Victory in city special elections buoys county GOP for fall campaign
Jonathan Angner said his heart sank when he saw the line out the door at the polling place. It was a Democratic stronghold.
It was only when he went inside the Howard Center that Angner discovered the line was for COVID-19 vaccinations rather than voting.
Angner, a plumbing and electrical contractor, won a special election last week to fill a vacant seat on Georgetown City Council. He ran as a Republican in a city where Democrat Joe Biden won 62 percent of the vote in last year’s presidential election. Angner won 60 percent of the vote.
The county GOP hopes to build on Angner’s victory to win the city’s mayor’s race and two council seats in November. It is following a formula that the state GOP chairman, Drew McKissick, said led the party to success in the 2020 elections.
“We got it right here in South Carolina,” McKissick told the county party convention over the weekend. The party expanded its support for President Donald Trump, it turned back a challenge to Sen. Lindsay Graham and it increased its majority in the state legislature to the largest since the Civil War, he said.
The 2016 election was the first time the Republicans recorded more straight-ticket votes than the Democrats, McKissick said. That 6 point margin grew to 17 points last year.
That was the result of reaching out to more voters, both through paid staff and volunteers.
“That’s what turns people out. That’s what wins elections,” McKissick said. “Excitement and enthusiasm is the gasoline you pour on top of a campaign.”
Tom Swatzel, a former county GOP chairman who is now a political consultant, added one more element.
“Jonathan was an incredibly hardworking candidate,” he said.
Even though the turnout in the city’s special election was only about 25 percent, Swatzel said it was a significant win.
Angner said he had planned to run for the City Council in November 2021. When Council Member Rudolph Bradley died last November, Angner asked around for advice and was directed to Swatzel.

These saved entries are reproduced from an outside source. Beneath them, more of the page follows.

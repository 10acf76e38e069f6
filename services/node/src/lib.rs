//! shoal node runtime library
//!
//! A node is one process of a shoal cluster. Nodes find each other through
//! a shared registry with per-entry TTLs, connect over TCP with an identity
//! exchange plus handshake, and route application packets to per-entity
//! actors that process their messages strictly in order.
//!
//! ## Architecture
//!
//! ```text
//! NodeService
//! ├── ClusterRegistry      (register, heartbeat TTL, live set)
//! ├── NodeTransport        (listener, links, handshakes)
//! │   └── InboundRouter    (replies -> CorrelationTable, requests -> controller)
//! ├── TopologyManager      (connected peers by id and by API group)
//! ├── heartbeat loop
//! └── reconciliation loop
//!
//! EventController
//! ├── StatelessController  (task per packet, reply with result)
//! └── StatefulController   (ActorManager of entity actors)
//! ```
//!
//! ## Modules
//!
//! - `registry`: registry client and backends (memory, Postgres)
//! - `transport`: node-to-node links and handshakes
//! - `correlation`: request/response matching with timeouts
//! - `topology`: connected peers and round-robin selection
//! - `actors`: ordered mailboxes and the actor manager
//! - `controller`: routing of inbound packets
//! - `lifecycle`: the node service and its loops

pub mod actors;
pub mod config;
pub mod controller;
pub mod correlation;
pub mod events;
pub mod lifecycle;
pub mod registry;
pub mod server_info;
pub mod topology;
pub mod transport;

// Re-export commonly used types
pub use config::NodeConfig;
pub use controller::{
    ActorMessage, DispatchError, DispatchOutcome, EventController, RoutingTable, StatefulController,
    StatelessController,
};
pub use correlation::{CorrelationTable, RequestError};
pub use events::ClusterEvent;
pub use lifecycle::{NodeError, NodeService, NodeState};
pub use registry::{ClusterRegistry, MemoryStore, RegistryStore};
pub use server_info::{NodeKind, ServerInfo, Stickiness};
pub use topology::{RemoteNode, TopologyManager};
pub use transport::{NodeTransport, TransportConfig, TransportError};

“In two or three weeks, we had a road map,” Angner said. “What Tom did for me was incredible.”
He said he knew it was a long-shot for a Republican to get elected, but the more doors he knocked on, the better he felt about his chances.
Carol Jayroe, a two-term City Council member, has filed to run for mayor against the incumbent Democrat, Brendon Barber.
“We’ve never had a Republican mayor in the city of Georgetown,” she said. “It’s going to take a village.”
She said that with Angner’s victory “we’ve poked the bear.”
The county party sent mailings, made phone calls and provided poll watchers for Angner. They expect to do the same in November for Angner, Jayroe and Jimmy Morris, a council candidate.